• Exercise goal
Print out the entire listing verbatim.

• Source records
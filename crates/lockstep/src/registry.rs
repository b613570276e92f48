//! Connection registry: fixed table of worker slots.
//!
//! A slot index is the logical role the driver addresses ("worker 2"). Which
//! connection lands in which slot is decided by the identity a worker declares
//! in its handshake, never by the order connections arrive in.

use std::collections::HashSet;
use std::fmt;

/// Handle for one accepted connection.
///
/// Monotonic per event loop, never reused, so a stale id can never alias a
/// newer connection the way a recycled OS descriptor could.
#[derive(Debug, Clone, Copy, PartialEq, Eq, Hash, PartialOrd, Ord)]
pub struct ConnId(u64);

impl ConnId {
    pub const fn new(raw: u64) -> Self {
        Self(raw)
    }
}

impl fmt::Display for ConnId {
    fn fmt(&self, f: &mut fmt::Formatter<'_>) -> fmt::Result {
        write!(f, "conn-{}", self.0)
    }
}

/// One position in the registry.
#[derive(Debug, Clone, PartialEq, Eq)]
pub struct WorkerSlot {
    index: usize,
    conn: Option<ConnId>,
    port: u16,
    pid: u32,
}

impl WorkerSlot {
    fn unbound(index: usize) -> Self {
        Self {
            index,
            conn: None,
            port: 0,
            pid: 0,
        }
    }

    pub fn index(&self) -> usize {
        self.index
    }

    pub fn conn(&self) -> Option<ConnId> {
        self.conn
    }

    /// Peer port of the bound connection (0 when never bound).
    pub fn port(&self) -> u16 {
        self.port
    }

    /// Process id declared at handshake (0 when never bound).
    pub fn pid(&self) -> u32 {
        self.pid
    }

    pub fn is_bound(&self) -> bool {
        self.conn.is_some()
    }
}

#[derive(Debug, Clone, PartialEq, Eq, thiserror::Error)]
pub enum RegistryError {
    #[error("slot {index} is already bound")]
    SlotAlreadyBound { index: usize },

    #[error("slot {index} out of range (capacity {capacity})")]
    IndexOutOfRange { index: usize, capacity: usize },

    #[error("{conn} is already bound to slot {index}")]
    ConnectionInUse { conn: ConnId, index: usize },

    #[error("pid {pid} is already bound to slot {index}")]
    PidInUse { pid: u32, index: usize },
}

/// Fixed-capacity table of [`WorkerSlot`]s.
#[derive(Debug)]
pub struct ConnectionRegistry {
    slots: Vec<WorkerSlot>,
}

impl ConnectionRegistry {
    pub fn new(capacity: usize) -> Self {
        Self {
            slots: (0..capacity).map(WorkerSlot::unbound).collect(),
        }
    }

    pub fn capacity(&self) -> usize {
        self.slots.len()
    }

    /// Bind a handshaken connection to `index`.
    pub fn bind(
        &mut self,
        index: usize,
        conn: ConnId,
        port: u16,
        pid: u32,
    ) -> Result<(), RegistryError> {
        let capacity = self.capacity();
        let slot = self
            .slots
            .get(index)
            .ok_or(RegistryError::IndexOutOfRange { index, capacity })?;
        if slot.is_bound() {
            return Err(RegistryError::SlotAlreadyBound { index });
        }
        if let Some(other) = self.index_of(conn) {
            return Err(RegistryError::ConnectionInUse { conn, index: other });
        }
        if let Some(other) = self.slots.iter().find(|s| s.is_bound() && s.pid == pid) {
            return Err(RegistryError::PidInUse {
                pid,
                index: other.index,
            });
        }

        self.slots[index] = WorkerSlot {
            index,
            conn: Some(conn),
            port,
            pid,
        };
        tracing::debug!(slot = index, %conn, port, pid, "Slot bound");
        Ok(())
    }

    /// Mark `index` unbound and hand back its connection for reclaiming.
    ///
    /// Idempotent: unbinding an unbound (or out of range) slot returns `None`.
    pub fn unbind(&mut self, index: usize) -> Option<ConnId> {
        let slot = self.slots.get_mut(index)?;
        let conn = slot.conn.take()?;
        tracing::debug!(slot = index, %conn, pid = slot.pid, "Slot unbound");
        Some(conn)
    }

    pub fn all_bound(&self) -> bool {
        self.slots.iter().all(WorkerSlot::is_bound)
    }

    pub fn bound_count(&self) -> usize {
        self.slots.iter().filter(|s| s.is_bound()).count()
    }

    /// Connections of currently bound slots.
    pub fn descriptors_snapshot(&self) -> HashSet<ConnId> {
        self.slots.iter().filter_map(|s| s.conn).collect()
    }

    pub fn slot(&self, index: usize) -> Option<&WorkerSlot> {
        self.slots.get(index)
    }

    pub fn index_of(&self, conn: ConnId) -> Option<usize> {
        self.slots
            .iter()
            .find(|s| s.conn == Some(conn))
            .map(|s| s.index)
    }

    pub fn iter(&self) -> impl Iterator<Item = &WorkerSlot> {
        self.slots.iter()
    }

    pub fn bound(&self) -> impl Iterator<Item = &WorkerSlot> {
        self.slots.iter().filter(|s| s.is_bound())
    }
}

• Task response
filename crates/lockstep/src/registry.rs
repository b613570276e92f48
//! Connection registry: fixed table of worker slots.
//!
//! A slot index is the logical role the driver addresses ("worker 2"). Which
//! connection lands in which slot is decided by the identity a worker declares
//! in its handshake, never by the order connections arrive in.

use std::collections::HashSet;
use std::fmt;

/// Handle for one accepted connection.
///
/// Monotonic per event loop, never reused, so a stale id can never alias a
/// newer connection the way a recycled OS descriptor could.
#[derive(Debug, Clone, Copy, PartialEq, Eq, Hash, PartialOrd, Ord)]
pub struct ConnId(u64);

impl ConnId {
    pub const fn new(raw: u64) -> Self {
        Self(raw)
    }
}

impl fmt::Display for ConnId {
    fn fmt(&self, f: &mut fmt::Formatter<'_>) -> fmt::Result {
        write!(f, "conn-{}", self.0)
    }
}

/// One position in the registry.
#[derive(Debug, Clone, PartialEq, Eq)]
pub struct WorkerSlot {
    index: usize,
    conn: Option<ConnId>,
    port: u16,
    pid: u32,
}

impl WorkerSlot {
    fn unbound(index: usize) -> Self {
        Self {
            index,
            conn: None,
            port: 0,
            pid: 0,
        }
    }

    pub fn index(&self) -> usize {
        self.index
    }

    pub fn conn(&self) -> Option<ConnId> {
        self.conn
    }

    /// Peer port of the bound connection (0 when never bound).
    pub fn port(&self) -> u16 {
        self.port
    }

    /// Process id declared at handshake (0 when never bound).
    pub fn pid(&self) -> u32 {
        self.pid
    }

    pub fn is_bound(&self) -> bool {
        self.conn.is_some()
    }
}

#[derive(Debug, Clone, PartialEq, Eq, thiserror::Error)]
pub enum RegistryError {
    #[error("slot {index} is already bound")]
    SlotAlreadyBound { index: usize },

    #[error("slot {index} out of range (capacity {capacity})")]
    IndexOutOfRange { index: usize, capacity: usize },

    #[error("{conn} is already bound to slot {index}")]
    ConnectionInUse { conn: ConnId, index: usize },

    #[error("pid {pid} is already bound to slot {index}")]
    PidInUse { pid: u32, index: usize },
}

/// Fixed-capacity table of [`WorkerSlot`]s.
#[derive(Debug)]
pub struct ConnectionRegistry {
    slots: Vec<WorkerSlot>,
}

impl ConnectionRegistry {
    pub fn new(capacity: usize) -> Self {
        Self {
            slots: (0..capacity).map(WorkerSlot::unbound).collect(),
        }
    }

    pub fn capacity(&self) -> usize {
        self.slots.len()
    }

    /// Bind a handshaken connection to `index`.
    pub fn bind(
        &mut self,
        index: usize,
        conn: ConnId,
        port: u16,
        pid: u32,
    ) -> Result<(), RegistryError> {
        let capacity = self.capacity();
        let slot = self
            .slots
            .get(index)
            .ok_or(RegistryError::IndexOutOfRange { index, capacity })?;
        if slot.is_bound() {
            return Err(RegistryError::SlotAlreadyBound { index });
        }
        if let Some(other) = self.index_of(conn) {
            return Err(RegistryError::ConnectionInUse { conn, index: other });
        }
        if let Some(other) = self.slots.iter().find(|s| s.is_bound() && s.pid == pid) {
            return Err(RegistryError::PidInUse {
                pid,
                index: other.index,
            });
        }

        self.slots[index] = WorkerSlot {
            index,
            conn: Some(conn),
            port,
            pid,
        };
        tracing::debug!(slot = index, %conn, port, pid, "Slot bound");
        Ok(())
    }

    /// Mark `index` unbound and hand back its connection for reclaiming.
    ///
    /// Idempotent: unbinding an unbound (or out of range) slot returns `None`.
    pub fn unbind(&mut self, index: usize) -> Option<ConnId> {
        let slot = self.slots.get_mut(index)?;
        let conn = slot.conn.take()?;
        tracing::debug!(slot = index, %conn, pid = slot.pid, "Slot unbound");
        Some(conn)
    }

    pub fn all_bound(&self) -> bool {
        self.slots.iter().all(WorkerSlot::is_bound)
    }

    pub fn bound_count(&self) -> usize {
        self.slots.iter().filter(|s| s.is_bound()).count()
    }

    /// Connections of currently bound slots.
    pub fn descriptors_snapshot(&self) -> HashSet<ConnId> {
        self.slots.iter().filter_map(|s| s.conn).collect()
    }

    pub fn slot(&self, index: usize) -> Option<&WorkerSlot> {
        self.slots.get(index)
    }

    pub fn index_of(&self, conn: ConnId) -> Option<usize> {
        self.slots
            .iter()
            .find(|s| s.conn == Some(conn))
            .map(|s| s.index)
    }

    pub fn iter(&self) -> impl Iterator<Item = &WorkerSlot> {
        self.slots.iter()
    }

    pub fn bound(&self) -> impl Iterator<Item = &WorkerSlot> {
        self.slots.iter().filter(|s| s.is_bound())
    }
}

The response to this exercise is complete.